# London early morning cafes for breakfast at 6am



## misspea (Feb 5, 2013)

I am building a list of early morning cafes where can get breakfast at the ridiculous time of 6am and would appreciate any input.  Especially at the moment am looking for the E1 Stepney, Mile End area.  All areas appreciated however.

many thanks


----------



## blossie33 (Feb 5, 2013)

Was going to say Pellici in Bethnal Green Road but just checked and they don't open until 7am.


----------



## Puddy_Tat (Feb 5, 2013)

The only one that immediately springs to mind is the one across Bishopsgate from Liverpool Street station which is open all hours.


----------



## UnderAnOpenSky (Feb 5, 2013)

McDonalds?


----------



## blossie33 (Feb 5, 2013)

Puddy_Tat said:


> The only one that immediately springs to mind is the one across Bishopsgate from Liverpool Street station which is open all hours.


 
I think that's the Polo Bar.


----------



## Winot (Feb 5, 2013)

There's the pub in Smithfield market - is it the Cock?


----------



## Miss-Shelf (Feb 5, 2013)

e2 cambridge heath road 'Hulyas' they were early morning when i lived near there
v friendly and serve big pirtions


----------



## FridgeMagnet (Feb 5, 2013)

Zippys on Goldhawk Road opens early but it may be just at 7 - I'll check.


----------



## zenie (Feb 5, 2013)

What are you doing up at 6am??  

Tinseltown is open til 5...


----------



## Mrs Magpie (Feb 5, 2013)

Tony's on Chapter Street in Pimlico.
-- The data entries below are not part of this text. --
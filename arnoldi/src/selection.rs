//! Selection rules: the total order used to decide which Ritz values are "wanted"

use num_complex::Complex;
use num_traits::Float;

use crate::error::{Error, Result};

/// Which Ritz values the engine should keep across restarts.
///
/// `LargestAlge`, `SmallestAlge`, and `BothEnds` are valid only for the symmetric engine
/// (where Ritz values are real and an algebraic order is meaningful); `LargestReal`,
/// `SmallestReal`, `LargestImag`, `SmallestImag` are valid only for the general engine.
/// `LargestMagn` and `SmallestMagn` are valid for both.
#[derive(Debug, Clone, Copy, PartialEq, Eq, Hash)]
pub enum SelectionRule {
    LargestMagn,
    LargestReal,
    LargestImag,
    LargestAlge,
    SmallestMagn,
    SmallestReal,
    SmallestImag,
    SmallestAlge,
    BothEnds,
}

impl SelectionRule {
    pub fn validate_for_symmetric(self) -> Result<()> {
        use SelectionRule::*;
        match self {
            LargestMagn | SmallestMagn | LargestAlge | SmallestAlge | BothEnds => Ok(()),
            _ => Err(Error::InvalidSelectionRule {
                rule: self,
                engine: "symmetric",
            }),
        }
    }

    pub fn validate_for_general(self) -> Result<()> {
        use SelectionRule::*;
        match self {
            LargestMagn | SmallestMagn | LargestReal | SmallestReal | LargestImag | SmallestImag => Ok(()),
            _ => Err(Error::InvalidSelectionRule {
                rule: self,
                engine: "general",
            }),
        }
    }

    /// Key such that a larger key means "more wanted"; used to sort real Ritz values.
    /// Not defined (and not called) for the rules valid only on the general engine.
    fn real_key<R: Float>(self, v: R) -> R {
        use SelectionRule::*;
        match self {
            LargestMagn => v.abs(),
            SmallestMagn => -v.abs(),
            LargestAlge | BothEnds => v,
            SmallestAlge => -v,
            LargestReal | SmallestReal | LargestImag | SmallestImag => {
                unreachable!("selection rule validated against engine before use")
            }
        }
    }

    /// Key such that a larger key means "more wanted"; used to sort complex Ritz values.
    /// Not defined (and not called) for the rules valid only on the symmetric engine.
    fn complex_key<R: Float>(self, v: Complex<R>) -> R {
        use SelectionRule::*;
        match self {
            LargestMagn => v.norm(),
            SmallestMagn => -v.norm(),
            LargestReal => v.re,
            SmallestReal => -v.re,
            LargestImag => v.im.abs(),
            SmallestImag => -v.im.abs(),
            LargestAlge | SmallestAlge | BothEnds => {
                unreachable!("selection rule validated against engine before use")
            }
        }
    }

    /// Indices `0..values.len()` sorted "most wanted first".
    ///
    /// For `BothEnds` this returns the plain `LargestAlge` (descending) order; callers must
    /// pass the result through [`select_both_ends`] to get the actual wanted set.
    pub fn sort_indices_real<R: Float>(self, values: &[R]) -> Vec<usize> {
        let mut idx: Vec<usize> = (0..values.len()).collect();
        idx.sort_by(|&a, &b| {
            self.real_key(values[b])
                .partial_cmp(&self.real_key(values[a]))
                .unwrap_or(std::cmp::Ordering::Equal)
        });
        idx
    }

    /// Indices `0..values.len()` sorted "most wanted first" for complex Ritz values.
    pub fn sort_indices_complex<R: Float>(self, values: &[Complex<R>]) -> Vec<usize> {
        let mut idx: Vec<usize> = (0..values.len()).collect();
        idx.sort_by(|&a, &b| {
            self.complex_key(values[b])
                .partial_cmp(&self.complex_key(values[a]))
                .unwrap_or(std::cmp::Ordering::Equal)
        });
        idx
    }
}

/// Carve the `BothEnds` wanted set out of a full `LargestAlge`-descending index order:
/// `ceil(k/2)` indices from the top, `floor(k/2)` from the bottom (smallest-first among
/// those), concatenated top-block-then-bottom-block.
pub fn select_both_ends(descending: &[usize], k: usize) -> Vec<usize> {
    let top_count = (k + 1) / 2;
    let bottom_count = k / 2;
    let m = descending.len();
    let mut wanted = Vec::with_capacity(k);
    wanted.extend_from_slice(&descending[..top_count]);
    wanted.extend(descending[m - bottom_count..].iter().rev().copied());
    wanted
}

#[cfg(test)]
mod tests {
    use super::*;

    #[test]
    fn largest_magn_real() {
        let vals = [3.0, -5.0, 1.0, 4.0];
        let idx = SelectionRule::LargestMagn.sort_indices_real(&vals);
        assert_eq!(idx, vec![1, 3, 0, 2]);
    }

    #[test]
    fn both_ends_carve() {
        // values already in LargestAlge-descending order: 10,9,...,1
        let descending: Vec<usize> = (0..10).collect(); // index i represents value (10 - i)
        let wanted = select_both_ends(&descending, 4);
        // top 2 indices (value 10, 9) then bottom 2 reversed (value 1, 2)
        assert_eq!(wanted, vec![0, 1, 9, 8]);
    }

    #[test]
    fn both_ends_odd_k_extra_goes_to_top() {
        let descending: Vec<usize> = (0..10).collect();
        let wanted = select_both_ends(&descending, 5);
        assert_eq!(wanted, vec![0, 1, 2, 9, 8]);
    }

    #[test]
    fn invalid_rule_for_symmetric_engine() {
        assert!(SelectionRule::LargestReal.validate_for_symmetric().is_err());
        assert!(SelectionRule::LargestMagn.validate_for_symmetric().is_ok());
    }

    #[test]
    fn invalid_rule_for_general_engine() {
        assert!(SelectionRule::BothEnds.validate_for_general().is_err());
        assert!(SelectionRule::LargestReal.validate_for_general().is_ok());
    }
}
I've bought food there at 6am, it's definitely open.


----------



## Thimble Queen (Feb 5, 2013)

brick lane bagel shop open 24hrs


----------



## Dan U (Feb 5, 2013)

Balans in soho used to be v late/early. 

Although when I went the other day it was much bigger and chain like than I remembered


----------



## editor (Feb 5, 2013)

Polo Cafe Liverpool Street is open 24 hours.
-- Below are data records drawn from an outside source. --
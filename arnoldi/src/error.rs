//! Error type for the Krylov restart engines

use thiserror::Error;

pub type Result<T> = ::std::result::Result<T, Error>;

#[derive(Error, Debug, Clone, PartialEq)]
pub enum Error {
    #[error("{what}: {value} (expected {constraint})")]
    InvalidParameter {
        what: &'static str,
        value: i64,
        constraint: &'static str,
    },

    #[error("selection rule {rule:?} is not valid for the {engine} engine")]
    InvalidSelectionRule {
        rule: crate::selection::SelectionRule,
        engine: &'static str,
    },

    #[error("operator is not square: rows() = {rows}, cols() = {cols}")]
    NonSquareOperator { rows: usize, cols: usize },

    #[error("initial vector has length {got}, expected {expected}")]
    InitVectorLengthMismatch { got: usize, expected: usize },

    #[error("dense eigendecomposition of the projected matrix failed: {0}")]
    DenseEigenFailed(#[from] lax::Error),
}
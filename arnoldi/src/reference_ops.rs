//! Dense, `ndarray`-backed implementations of the §6 matrix-operation capabilities.
//!
//! These are "concrete matrix-operator implementations" — out of scope for the engine's own
//! specification, but a runnable crate needs at least one real implementation to exercise the
//! engines against, so they live here as a clearly separate, optional module.

use cauchy::Scalar;
use ndarray::{Array2, ArrayView1, ArrayViewMut1};
use num_traits::{Float, Zero};

use lax::{MatrixLayout, Solve_};

use crate::operator::{ComplexShiftSolve, Product, RealShiftSolve};

/// `y = A x` for a dense, owned `Array2<R>`.
#[derive(Debug, Clone)]
pub struct DenseMatProd<R> {
    a: Array2<R>,
}

impl<R: Float> DenseMatProd<R> {
    pub fn new(a: Array2<R>) -> Self {
        debug_assert_eq!(a.nrows(), a.ncols(), "DenseMatProd requires a square matrix");
        DenseMatProd { a }
    }
}

impl<R: Float> Product<R> for DenseMatProd<R> {
    fn rows(&self) -> usize {
        self.a.nrows()
    }

    fn cols(&self) -> usize {
        self.a.ncols()
    }

    fn perform_op(&self, x: ArrayView1<R>, mut y: ArrayViewMut1<R>) {
        let n = self.a.nrows();
        for i in 0..n {
            let mut acc = R::zero();
            for j in 0..n {
                acc = acc + self.a[(i, j)] * x[j];
            }
            y[i] = acc;
        }
    }
}

/// `y = (A - sigma*I)^-1 x` for a real shift `sigma`, via a cached LU factorization rebuilt
/// whenever the shift changes.
pub struct DenseRealShiftSolve<R: Scalar> {
    a: Array2<R>,
    sigma: R,
    factored: Vec<R>,
    ipiv: Vec<i32>,
}

impl<R: Solve_ + Float> DenseRealShiftSolve<R> {
    pub fn new(a: Array2<R>, sigma: R) -> lax::Result<Self> {
        debug_assert_eq!(a.nrows(), a.ncols(), "DenseRealShiftSolve requires a square matrix");
        let n = a.nrows();
        let mut op = DenseRealShiftSolve {
            a,
            sigma,
            factored: vec![R::zero(); n * n],
            ipiv: Vec::new(),
        };
        op.refactor()?;
        Ok(op)
    }

    fn refactor(&mut self) -> lax::Result<()> {
        let n = self.a.nrows();
        for col in 0..n {
            for row in 0..n {
                let shifted = if row == col {
                    self.a[(row, col)] - self.sigma
                } else {
                    self.a[(row, col)]
                };
                self.factored[row + col * n] = shifted;
            }
        }
        let layout = MatrixLayout::square_col_major(n);
        self.ipiv = R::lu(layout, &mut self.factored)?;
        Ok(())
    }
}

impl<R: Solve_ + Float> RealShiftSolve<R> for DenseRealShiftSolve<R> {
    fn rows(&self) -> usize {
        self.a.nrows()
    }

    fn cols(&self) -> usize {
        self.a.ncols()
    }

    fn set_shift(&mut self, sigma: R) {
        self.sigma = sigma;
        self.refactor().expect("shift-invert factorization of a well-posed operator should not fail");
    }

    fn perform_op(&self, x: ArrayView1<R>, mut y: ArrayViewMut1<R>) {
        let n = self.a.nrows();
        let layout = MatrixLayout::square_col_major(n);
        let mut b: Vec<R> = x.iter().copied().collect();
        R::solve(layout, &self.factored, &self.ipiv, &mut b).expect("solve with a cached LU factorization should not fail");
        for i in 0..n {
            y[i] = b[i];
        }
    }
}

/// `y = Re((A - (sigma_re + i sigma_im)*I)^-1 x)` for a complex shift, built from a real `A`.
pub struct DenseComplexShiftSolve<R: Scalar> {
    a: Array2<R>,
    sigma_re: R,
    sigma_im: R,
    factored: Vec<R::Complex>,
    ipiv: Vec<i32>,
}

impl<R> DenseComplexShiftSolve<R>
where
    R: Float + Scalar,
    R::Complex: Solve_,
{
    pub fn new(a: Array2<R>, sigma_re: R, sigma_im: R) -> lax::Result<Self> {
        debug_assert_eq!(a.nrows(), a.ncols(), "DenseComplexShiftSolve requires a square matrix");
        let n = a.nrows();
        let mut op = DenseComplexShiftSolve {
            a,
            sigma_re,
            sigma_im,
            factored: vec![R::Complex::zero(); n * n],
            ipiv: Vec::new(),
        };
        op.refactor()?;
        Ok(op)
    }

    fn refactor(&mut self) -> lax::Result<()> {
        let n = self.a.nrows();
        let shift = R::complex(self.sigma_re, self.sigma_im);
        for col in 0..n {
            for row in 0..n {
                let entry = R::complex(self.a[(row, col)], R::zero());
                self.factored[row + col * n] = if row == col { entry - shift } else { entry };
            }
        }
        let layout = MatrixLayout::square_col_major(n);
        self.ipiv = R::Complex::lu(layout, &mut self.factored)?;
        Ok(())
    }
}

impl<R> ComplexShiftSolve<R> for DenseComplexShiftSolve<R>
where
    R: Float + Scalar,
    R::Complex: Solve_,
{
    fn rows(&self) -> usize {
        self.a.nrows()
    }

    fn cols(&self) -> usize {
        self.a.ncols()
    }

    fn set_shift(&mut self, sigma_re: R, sigma_im: R) {
        self.sigma_re = sigma_re;
        self.sigma_im = sigma_im;
        self.refactor().expect("shift-invert factorization of a well-posed operator should not fail");
    }

    fn perform_op(&self, x: ArrayView1<R>, mut y: ArrayViewMut1<R>) {
        let n = self.a.nrows();
        let layout = MatrixLayout::square_col_major(n);
        let mut b: Vec<R::Complex> = x.iter().map(|&xi| R::complex(xi, R::zero())).collect();
        R::Complex::solve(layout, &self.factored, &self.ipiv, &mut b).expect("solve with a cached LU factorization should not fail");
        for i in 0..n {
            y[i] = b[i].re();
        }
    }
}

#[cfg(test)]
mod tests {
    use super::*;
    use ndarray::array;

    #[test]
    fn dense_mat_prod_identity() {
        let a = array![[1.0, 0.0], [0.0, 1.0]];
        let op = DenseMatProd::new(a);
        let x = array![3.0, -2.0];
        let mut y = array![0.0, 0.0];
        op.perform_op(x.view(), y.view_mut());
        assert_eq!(y, array![3.0, -2.0]);
    }

    #[test]
    fn dense_real_shift_solve_matches_direct_solve() {
        let a = array![[2.0, 1.0], [1.0, 3.0]];
        let mut op = DenseRealShiftSolve::new(a, 0.5).unwrap();
        let x = array![1.0, 0.0];
        let mut y = array![0.0, 0.0];
        RealShiftSolve::perform_op(&op, x.view(), y.view_mut());
        // (A - 0.5 I) y = x  =>  verify by reapplying (A - 0.5 I)
        let shifted_00 = 2.0 - 0.5;
        let shifted_11 = 3.0 - 0.5;
        let check0 = shifted_00 * y[0] + 1.0 * y[1];
        let check1 = 1.0 * y[0] + shifted_11 * y[1];
        assert!((check0 - 1.0).abs() < 1e-8);
        assert!((check1 - 0.0).abs() < 1e-8);

        op.set_shift(0.25);
        RealShiftSolve::perform_op(&op, x.view(), y.view_mut());
        let shifted_00 = 2.0 - 0.25;
        let shifted_11 = 3.0 - 0.25;
        let check0 = shifted_00 * y[0] + 1.0 * y[1];
        let check1 = 1.0 * y[0] + shifted_11 * y[1];
        assert!((check0 - 1.0).abs() < 1e-8);
        assert!((check1 - 0.0).abs() < 1e-8);
    }
}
http://www.urban75.org/blog/breakfast-at-the-polo-bar-24-hour-cafe-liverpool-street-london/


----------



## Ted Striker (Feb 5, 2013)

The Cock Tavern (set up for the meat market people at Smithfields market) is the one that instantly springs to mind.


----------



## Mr Smin (Feb 6, 2013)

editor said:


> Polo Cafe Liverpool Street is open 24 hours.
> 
> http://www.urban75.org/blog/breakfast-at-the-polo-bar-24-hour-cafe-liverpool-street-london/


 
You swine - how can I enjoy my healthy vegan dinner now?


----------



## editor (Feb 6, 2013)

Mr Smin said:


> You swine - how can I enjoy my healthy vegan dinner now?


Well, the meal pictured is veggie. Take away the scrambled eggs and it's vegan!


----------



## Mr Smin (Feb 6, 2013)

editor said:


> Well, the meal pictured is veggie. Take away the scrambled eggs and it's vegan!
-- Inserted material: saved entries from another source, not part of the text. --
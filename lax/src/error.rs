//! Error type returned by the scalar LAPACK bindings

use thiserror::Error;

pub type Result<T> = ::std::result::Result<T, Error>;

#[derive(Error, Debug, Clone, PartialEq)]
pub enum Error {
    /// Error from a LAPACK `info < 0` return, meaning one of the arguments had an illegal value.
    #[error("LAPACK: invalid value at argument {return_code}")]
    LapackInvalidValue { return_code: i32 },

    /// Error from a LAPACK `info > 0` return, meaning the algorithm failed to converge.
    #[error("LAPACK computational failure: return_code = {return_code}")]
    LapackComputationalFailure { return_code: i32 },

    /// The requested matrix shape is invalid for the routine being called.
    #[error("Invalid shape: {0}")]
    InvalidShape(&'static str),
}

/// Convert a raw LAPACK `info` output into a `Result`
pub trait AsLapackResult {
    fn as_lapack_result(self) -> Result<()>;
}

impl AsLapackResult for i32 {
    fn as_lapack_result(self) -> Result<()> {
        if self == 0 {
            Ok(())
        } else if self < 0 {
            Err(Error::LapackInvalidValue { return_code: self })
        } else {
            Err(Error::LapackComputationalFailure { return_code: self })
        }
    }
}

#[cfg(test)]
mod tests {
    use super::*;

    #[test]
    fn zero_is_ok() {
        assert!(0i32.as_lapack_result().is_ok());
    }

    #[test]
    fn negative_is_invalid_value() {
        assert_eq!(
            (-3i32).as_lapack_result(),
            Err(Error::LapackInvalidValue { return_code: -3 })
        );
    }

    #[test]
    fn positive_is_computational_failure() {
        assert_eq!(
            2i32.as_lapack_result(),
            Err(Error::LapackComputationalFailure { return_code: 2 })
        );
    }
}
And you declined to comment on healthiness


----------



## George & Bill (Feb 9, 2013)

Ferraris at Smithfield is open 24 hours usually. The Cock is a big weird, there are apparently a couple of other pubs at Smithfield that serve early breakfast, but possibly from 7 or 7 30 rather than 6. 

There's a cafe in a portakabin at New Covent Garden flower market that is (or was in 2010) open similar hours to the market, about midnight til mid-morning. 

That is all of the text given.